Malattie genetiche, il Cibio: «Pochi anni per la cura» 

Domani a Trento gli scienziati spiegano la rivoluzione del “ bisturi genomico”  Lanciata anche una raccolta fondi per passare presto all’applicazione clinica 


di Francesca Quattromani


TRENTO. «Ho la Sla. Posso guarire?» Centinaia le telefonate come questa che arrivano all’ Università di Trento dopo l’annuncio della scoperta del Cibio: il bisturi genomico che elimina il Dna malato in modo preciso. Se ne parlerà domani a Trento all’auditorium universitario di via Tommaso Gar alle 18.

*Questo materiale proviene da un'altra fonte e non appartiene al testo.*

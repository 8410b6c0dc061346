//! Call routing from the transport boundary into sessions and facades.
//!
//! The dispatcher resolves `{client, facade, method, params}` to a facade
//! operation and always produces an [`RpcResponse`]: every [`CoreError`] is
//! converted into an error payload for the client, never propagated.

use serde::{Deserialize, Serialize};
use serde_json::Value;
use std::sync::atomic::{AtomicU64, Ordering};
use std::sync::Arc;
use tracing::{debug, warn};

use crate::errors::{CoreError, ErrorPayload};
use crate::params::Params;
use crate::session::SessionManager;
use crate::types::ClientId;

// ============================================================================
// Wire Types
// ============================================================================

/// One inbound call.
#[derive(Debug, Clone, PartialEq, Serialize, Deserialize)]
pub struct RpcCall {
    pub client_id: ClientId,
    pub facade: String,
    pub method: String,
    #[serde(default)]
    pub params: Value,
}

/// Result of one call: exactly one of `result` or `error` is set.
#[derive(Debug, Clone, PartialEq, Serialize, Deserialize)]
pub struct RpcResponse {
    #[serde(default, skip_serializing_if = "Option::is_none")]
    pub result: Option<Value>,
    #[serde(default, skip_serializing_if = "Option::is_none")]
    pub error: Option<ErrorPayload>,
}

impl RpcResponse {
    pub fn ok(result: Value) -> Self {
        Self {
            result: Some(result),
            error: None,
        }
    }

    pub fn err(error: ErrorPayload) -> Self {
        Self {
            result: None,
            error: Some(error),
        }
    }

    pub fn is_ok(&self) -> bool {
        self.error.is_none()
    }
}

// ============================================================================
// Dispatch Statistics
// ============================================================================

/// Statistics for call dispatch.
#[derive(Debug, Default)]
pub struct DispatchStats {
    /// Total calls received
    pub received: AtomicU64,
    /// Calls that returned a result
    pub succeeded: AtomicU64,
    /// Calls that returned an error
    pub failed: AtomicU64,
    /// Failures due to an invalid handle
    pub invalid_handle: AtomicU64,
    /// Failures due to an unknown facade
    pub unknown_facade: AtomicU64,
}

impl DispatchStats {
    pub fn new() -> Self {
        Self::default()
    }

    /// Get a snapshot of current statistics.
    pub fn snapshot(&self) -> DispatchStatsSnapshot {
        DispatchStatsSnapshot {
            received: self.received.load(Ordering::Relaxed),
            succeeded: self.succeeded.load(Ordering::Relaxed),
            failed: self.failed.load(Ordering::Relaxed),
            invalid_handle: self.invalid_handle.load(Ordering::Relaxed),
            unknown_facade: self.unknown_facade.load(Ordering::Relaxed),
        }
    }

    /// Reset all statistics to zero.
    pub fn reset(&self) {
        self.received.store(0, Ordering::Relaxed);
        self.succeeded.store(0, Ordering::Relaxed);
        self.failed.store(0, Ordering::Relaxed);
        self.invalid_handle.store(0, Ordering::Relaxed);
        self.unknown_facade.store(0, Ordering::Relaxed);
    }

    fn record_failure(&self, error: &CoreError) {
        self.failed.fetch_add(1, Ordering::Relaxed);
        match error {
            CoreError::InvalidHandle { .. } => {
                self.invalid_handle.fetch_add(1, Ordering::Relaxed);
            }
            CoreError::UnknownFacade(_) => {
                self.unknown_facade.fetch_add(1, Ordering::Relaxed);
            }
            _ => {}
        }
    }
}

/// Snapshot of dispatch statistics.
#[derive(Debug, Clone, Copy, Default, PartialEq, Eq, Serialize, Deserialize)]
pub struct DispatchStatsSnapshot {
    pub received: u64,
    pub succeeded: u64,
    pub failed: u64,
    pub invalid_handle: u64,
    pub unknown_facade: u64,
}

// ============================================================================
// Dispatcher
// ============================================================================

pub struct Dispatcher {
    sessions: Arc<SessionManager>,
    stats: DispatchStats,
}

impl Dispatcher {
    pub fn new(sessions: Arc<SessionManager>) -> Self {
        Self {
            sessions,
            stats: DispatchStats::new(),
        }
    }

    pub fn sessions(&self) -> &Arc<SessionManager> {
        &self.sessions
    }

    pub fn stats(&self) -> &DispatchStats {
        &self.stats
    }

    /// Route one call and convert the outcome into a response.
    pub async fn dispatch(&self, call: RpcCall) -> RpcResponse {
        self.stats.received.fetch_add(1, Ordering::Relaxed);
        let client_id = call.client_id.clone();
        let facade = call.facade.clone();
        let method = call.method.clone();

        match self.route(call).await {
            Ok(result) => {
                self.stats.succeeded.fetch_add(1, Ordering::Relaxed);
                RpcResponse::ok(result)
            }
            Err(error) => {
                self.stats.record_failure(&error);
                if error.is_client_error() {
                    debug!(%client_id, %facade, %method, error = %error, "call rejected");
                } else {
                    warn!(%client_id, %facade, %method, error = %error, "call failed");
                }
                RpcResponse::err(error.to_payload())
            }
        }
    }

    async fn route(&self, call: RpcCall) -> Result<Value, CoreError> {
        let session = self.sessions.get_or_create(call.client_id)?;
        let facade = session.get_or_create_facade(&call.facade)?;
        facade.invoke(&call.method, Params::new(call.params)).await
    }

    /// Client went away: remove its session and tear everything down.
    pub fn disconnect(&self, client_id: &ClientId) -> bool {
        self.sessions.remove(client_id)
    }
}

#[cfg(test)]
mod tests {
    use super::*;
    use crate::config::CoreConfig;
    use crate::facade::FacadeCatalog;
    use serde_json::json;

    fn dispatcher() -> Dispatcher {
        Dispatcher::new(Arc::new(SessionManager::new(
            FacadeCatalog::default(),
            CoreConfig::default(),
        )))
    }

    fn call(facade: &str, method: &str, params: Value) -> RpcCall {
        RpcCall {
            client_id: ClientId::from("c1"),
            facade: facade.to_string(),
            method: method.to_string(),
            params,
        }
    }

    #[tokio::test]
    async fn test_dispatch_success_creates_session() {
        let dispatcher = dispatcher();
        let response = dispatcher
            .dispatch(call("events", "post", json!({"name": "hello"})))
            .await;
        assert!(response.is_ok());
        assert_eq!(response.result, Some(json!(true)));
        assert_eq!(dispatcher.sessions().len(), 1);

        let response = dispatcher.dispatch(call("events", "poll", Value::Null)).await;
        assert_eq!(response.result.unwrap()[0]["name"], "hello");
    }

    #[tokio::test]
    async fn test_dispatch_errors_become_responses() {
        let dispatcher = dispatcher();

        let response = dispatcher.dispatch(call("nfc", "scan", Value::Null)).await;
        let error = response.error.unwrap();
        assert_eq!(error.code, "unknown_facade");

        let response = dispatcher.dispatch(call("events", "fly", Value::Null)).await;
        assert_eq!(response.error.unwrap().code, "unknown_method");

        let response = dispatcher
            .dispatch(call("events", "waitFor", json!({})))
            .await;
        assert_eq!(response.error.unwrap().code, "invalid_params");

        let stats = dispatcher.stats().snapshot();
        assert_eq!(stats.received, 3);
        assert_eq!(stats.failed, 3);
        assert_eq!(stats.unknown_facade, 1);
        assert_eq!(stats.succeeded, 0);

        dispatcher.stats().reset();
        assert_eq!(dispatcher.stats().snapshot(), DispatchStatsSnapshot::default());
    }

    #[tokio::test]
    async fn test_disconnect_removes_session() {
        let dispatcher = dispatcher();
        dispatcher.dispatch(call("events", "clear", Value::Null)).await;
        assert!(dispatcher.disconnect(&ClientId::from("c1")));
        assert!(!dispatcher.disconnect(&ClientId::from("c1")));
        assert!(dispatcher.sessions().is_empty());
    }

    #[test]
    fn test_call_deserializes_without_params() {
        let call: RpcCall =
            serde_json::from_str(r#"{"client_id":"7","facade":"events","method":"poll"}"#)
                .unwrap();
        assert_eq!(call.client_id, ClientId::from(7u64));
        assert!(call.params.is_null());

        let wire = serde_json::to_value(RpcResponse::ok(json!(1))).unwrap();
        assert_eq!(wire, json!({"result": 1}));
    }
}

Gli autori della scoperta spiegheranno al pubblico scenari attuali e prospettive future di questa rivoluzione mondiale nel campo della biomedicina. Allo stesso tempo l’ Università di Trento lancerà una raccolta fondi. I ricercatori del Cibio, domani, saranno onesti: la cura delle malattie genetiche è possibile e non è lontana. Si può parlare di anni, non di decenni, ma ci dovranno essere tutte le condizioni per poter procedere. A Trento i ricercatori faranno la propria parte, nel solco della statunitense del 2013. Studi clinici che, fra 3, 5 anni, daranno i primi risultati. «Un tempo non lunghissimo» nota Alessandro Quattrone, direttore del Cibio. Quello che è successo dagli Stati Uniti a Trento è che, nell’intervento sul Dna, si è passati da un “fucile a pallettoni” ad “un’arma di precisione”. «Per due giorni abbiamo avuto i telefoni bloccati» ricorda il direttore del Cibio quando, un mese fa, vennero resi noti i risultati della ricerca trentina. «Le persone e le associazioni chiamavano per illustrare le proprie patologie». La domanda era sempre la stessa: «Quando mi potrà aiutare questa scoperta?». Serve aiuto, per la cura di malattie rare e tumori. I ricercatori biomedici e biotecnologi si occupano della ricerca preclinica. Chi la porta avanti, però, sono i medici e i clinici, gli ospedali. E’ dunque questo il prossimo passo. Ad oggi il Cibio ha reso utilizzabile un enzima con capacità terapeutiche ancora più sicure. E’ la famosa forbice del genoma che elimina il Dna malato in modo preciso. Si tratta della versione più evoluta della proteina scoperta oltre oceano nel 2013. Attualmente la fase è sperimentale: la scoperta va avvicinata all’applicazione clinica. La proteina in questione deve arrivare ai tessuti malati. Al momento essa funziona su cellule in coltura, cioè in laboratorio. Il sistema va quindi applicato alle aree di tessuto malate. «Occorre ancora tempo per arrivare alla sperimentazione umana- chiarisce il direttore Quattrone- Servono studio e molto denaro. Ciò che occorre è un concorso di circostanze, gruppi clinici, aziende farmaceutiche». L’interesse c’è, è stato manifestato. Dall’annuncio della scoperta è passato però un mese appena. Gli scenari sono stupefacenti: i primi campi di applicazione della scoperta sono le malattie ematologiche, le malattie neurodegenerative come Sma e Sla, la fibrosi cistica, l’immunoterapia dei tumori.

I finanziamenti necessari sono ingenti, si parla di 20, 30 milioni come minimo per uno studio piccolo sulle malattie genetiche. Costano i macchinari, costa ogni elemento che compone il laboratorio, pipette, contenitori, reagenti.

Ma è esattamente in un luogo “lontano” come questo (la ricerca appare sempre come un mondo molto distante dalla “terra”) che la scoperta trentina ha avuto inizio. E’ successo oltre un anno fa, ben prima del clamore delle riviste scientifiche internazionali.

In un laboratorio del Cibio di Trento c’era lei, Anna Cereseto, Senior Author del gruppo(una decina di studiosi) autore della scoperta trentina. Gli esperimenti sulle cellule, l’estrazione del Dna. «Sì... la sequenza è corretta...». La sua voce è lontana, china sul tempo di quella giornata. «Diremo la verità, siamo un laboratorio e sviluppiamo molecole per applicazioni in clinica. Se il traguardo è vicino? Noi siamo con i piedi per terra, non vogliamo dare false speranze». Poi però la dottoressa fa un esempio. «Chi poteva immaginare quando il telefono cellulare sarebbe diventato realtà? Successe da un giorno all’altro. E fu una rivoluzione».